WHAT IS EXPECTED: Extract, from the records beneath this instruction, each line that contains the word "config".

RECORDS:
###

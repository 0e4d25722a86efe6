use criterion::{black_box, criterion_group, criterion_main, Criterion};
use rand::Rng;
use treedecomp::{CanonicalGraph, VertexId};

fn vertex_size() -> usize {
    std::env::var("VERTEX_SIZE").unwrap_or_else(|_| "2000".to_string()).parse().unwrap()
}

fn edge_size() -> usize {
    std::env::var("EDGE_SIZE").unwrap_or_else(|_| "20000".to_string()).parse().unwrap()
}

criterion_group!(benches, build_random_graph, eliminate_all_vertices, neighbor_queries);
criterion_main!(benches);

fn random_graph(n: usize, m: usize) -> CanonicalGraph {
    let mut g = CanonicalGraph::new(n);
    let mut rng = rand::thread_rng();
    for _ in 0..m {
        let u = VertexId::new(rng.gen_range(0..n));
        let v = VertexId::new(rng.gen_range(0..n));
        if u != v {
            g.add_edge(u, v);
        }
    }
    g
}

fn build_random_graph(c: &mut Criterion) {
    let n = vertex_size();
    let m = edge_size();
    c.bench_function("kernel/add_edge", |b| b.iter(|| black_box(random_graph(n, m))));
}

fn eliminate_all_vertices(c: &mut Criterion) {
    let n = vertex_size().min(500);
    let m = edge_size().min(5000);
    let template = random_graph(n, m);
    c.bench_function("kernel/eliminate_vertex", |b| {
        b.iter(|| {
            let mut g = template.clone();
            for v in template.vertices().collect::<Vec<_>>() {
                if g.is_alive(v) {
                    g.eliminate_vertex(v);
                }
            }
            black_box(g.vertex_count())
        })
    });
}

fn neighbor_queries(c: &mut Criterion) {
    let n = vertex_size();
    let m = edge_size();
    let g = random_graph(n, m);
    let vertices: Vec<VertexId> = g.vertices().collect();
    c.bench_function("kernel/neighbor_iteration", |b| {
        b.iter(|| {
            let mut count = 0usize;
            for &v in &vertices {
                count += g.neighbors(v).count();
            }
            black_box(count)
        })
    });
}
use criterion::{black_box, criterion_group, criterion_main, Criterion};
use rand::Rng;
use treedecomp::config::SolverConfig;
use treedecomp::{pipeline, CanonicalGraph, VertexId};

fn graph_size() -> usize {
    std::env::var("VERTEX_SIZE").unwrap_or_else(|_| "60".to_string()).parse().unwrap()
}

criterion_group!(benches, heuristic_driver, exact_driver_small_graphs);
criterion_main!(benches);

fn random_sparse_graph(n: usize, avg_degree: usize) -> CanonicalGraph {
    let mut g = CanonicalGraph::new(n);
    let mut rng = rand::thread_rng();
    for _ in 0..(n * avg_degree / 2) {
        let u = VertexId::new(rng.gen_range(0..n));
        let v = VertexId::new(rng.gen_range(0..n));
        if u != v {
            g.add_edge(u, v);
        }
    }
    g
}

fn heuristic_driver(c: &mut Criterion) {
    let n = graph_size();
    let g = random_sparse_graph(n, 4);
    let config = SolverConfig::with_seed(1);
    c.bench_function("pipeline/solve_heuristic", |b| {
        b.iter(|| black_box(pipeline::solve_heuristic(&g, &config)))
    });
}

fn exact_driver_small_graphs(c: &mut Criterion) {
    let g = random_sparse_graph(16, 3);
    let config = SolverConfig::with_seed(2);
    c.bench_function("pipeline/solve_exact_small", |b| {
        b.iter(|| black_box(pipeline::solve_exact(&g, &config)))
    });
}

###

EXPECTED OUTPUT:
use treedecomp::config::SolverConfig;
    let config = SolverConfig::with_seed(1);
        b.iter(|| black_box(pipeline::solve_heuristic(&g, &config)))
    let config = SolverConfig::with_seed(2);
        b.iter(|| black_box(pipeline::solve_exact(&g, &config)))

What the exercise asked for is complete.